Nicky is moved to an oxygen tent, then, where he screams endlessly while the other babies, oblivious, sleep. Mac runs off to the pay phone to call our mothers. Two completely different women, our mothers, but with the same rare talent for disseminating news.

And Nicky drinks, first from a bottle and then from me. I feed him there in the nicku, with the curtain pulled for privacy, a few tears splashing from my eyes onto the round disks and wires connecting Nicky to those machines. The machines beep frantically as he sucks quietly at my breast.

The next night, they disconnect Nicky from the monitors and move him to an isolette. I run home, tear open gifts until I find a cute pair of soft yellow cotton pajamas with a baby duck embroidered on the front. Mac and I return to the hospital, bringing Christopher with us to meet his little brother, and I dress my new baby for the first time in his life. I pat him through the portholes and kiss my fingers and touch them to his lips, his cheeks, his feet. I laugh a soft, gentle laugh. And then I lean forward and press my lips to the smooth, solid glass of the isolette.

On the tenth day Nicky comes home—”healthy baby care” it says on his discharge sheet—and he falls asleep nursing, and I hold him like that, watching the rise and fall of his chest. When I put him in the cradle in the master bedroom, I lean my ear next to his mouth and listen to the sound of his breath, feel it warm on my ear.

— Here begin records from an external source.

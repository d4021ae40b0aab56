//! URL-safe slugs derived from display names.

use super::TrackerDomainError;
use serde::{Deserialize, Serialize};
use std::fmt;

/// Lowercase, hyphen-separated identifier such as `platform-team`.
#[derive(Debug, Clone, PartialEq, Eq, Hash, PartialOrd, Ord, Serialize, Deserialize)]
#[serde(try_from = "String", into = "String")]
pub struct Slug(String);

impl Slug {
    const MAX_LENGTH: usize = 100;

    /// Creates a validated slug.
    ///
    /// # Errors
    ///
    /// Returns [`TrackerDomainError::EmptySlug`] for a blank value or
    /// [`TrackerDomainError::InvalidSlug`] when the value is not already in
    /// slug form or exceeds 100 characters.
    pub fn new(value: impl Into<String>) -> Result<Self, TrackerDomainError> {
        let raw = value.into();
        let trimmed = raw.trim();
        if trimmed.is_empty() {
            return Err(TrackerDomainError::EmptySlug);
        }
        let is_valid = trimmed.len() <= Self::MAX_LENGTH
            && trimmed
                .chars()
                .all(|ch| ch.is_ascii_lowercase() || ch.is_ascii_digit() || ch == '-')
            && !trimmed.starts_with('-')
            && !trimmed.ends_with('-')
            && !trimmed.contains("--");
        if !is_valid {
            return Err(TrackerDomainError::InvalidSlug(raw));
        }
        Ok(Self(trimmed.to_owned()))
    }

    /// Derives a slug from a display name.
    ///
    /// The name is lowercased, characters outside `[a-z0-9 -]` are dropped,
    /// whitespace runs become a single hyphen, repeated hyphens collapse and
    /// leading or trailing hyphens are removed.
    ///
    /// # Errors
    ///
    /// Returns [`TrackerDomainError::EmptySlug`] when nothing remains.
    pub fn from_name(name: &str) -> Result<Self, TrackerDomainError> {
        let mut slug = String::with_capacity(name.len());
        for ch in name.to_lowercase().chars() {
            let mapped = if ch.is_whitespace() || ch == '-' {
                '-'
            } else if ch.is_ascii_lowercase() || ch.is_ascii_digit() {
                ch
            } else {
                continue;
            };
            if mapped == '-' && (slug.is_empty() || slug.ends_with('-')) {
                continue;
            }
            slug.push(mapped);
        }
        while slug.ends_with('-') {
            slug.pop();
        }
        if slug.is_empty() {
            return Err(TrackerDomainError::EmptySlug);
        }
        slug.truncate(Self::MAX_LENGTH);
        let trimmed_len = slug.trim_end_matches('-').len();
        slug.truncate(trimmed_len);
        Ok(Self(slug))
    }

    /// Returns the slug as `str`.
    #[must_use]
    pub fn as_str(&self) -> &str {
        &self.0
    }
}

impl TryFrom<String> for Slug {
    type Error = TrackerDomainError;

    fn try_from(value: String) -> Result<Self, Self::Error> {
        Self::new(value)
    }
}

impl From<Slug> for String {
    fn from(slug: Slug) -> Self {
        slug.0
    }
}

impl AsRef<str> for Slug {
    fn as_ref(&self) -> &str {
        self.as_str()
    }
}

impl fmt::Display for Slug {
    fn fmt(&self, f: &mut fmt::Formatter<'_>) -> fmt::Result {
        f.write_str(&self.0)
    }
}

Later, I put him in the stroller and walk up the street. I walk past a neighbor’s house, people I don’t really know. The street is lined with cars. Another car pulls up and a man in a dark suit climbs out, heads up the walk toward the covered front porch, the sturdy columns. There is a crowd of people inside; I see them through the door and at the windows, people standing in polite clumps like colorless versions of the impatiens by the walk. There is no party music, though, no laughter spilling through the window. And I remember then Mac telling me—sometime but I can’t remember when—about the neighbor’s son who died in a plane crash, the boy I’d never met.

I flee, then, running with the stroller pushed on in front of me, bumping at each crack in the sidewalk though this does not wake Nicky, he does not even stir. I sprint away from the sturdy columns of that house, pushing the stroller with one hand and holding my abdomen with the other, as if the pain could be contained in that C-section scar. As fast as I run, still the fear catches up to me, an inexpressible tsunami, a tidal wave. And it is only just as it begins to crash down on me that I lift my head up and catch it, ride with it, letting an ocean of salt-water tears stream down my face. I round the corner, the wheels skittering, the stroller stuttering, Nicky waking and wailing in protest. But I don’t slow. I can feel that the wave has set me down now, that I’m on soft, sandy shore. But still I run, my chest heaving in the fragrance of star jasmine and roses, my wet face turned upward to the white tufts of clouds floating gracefully above.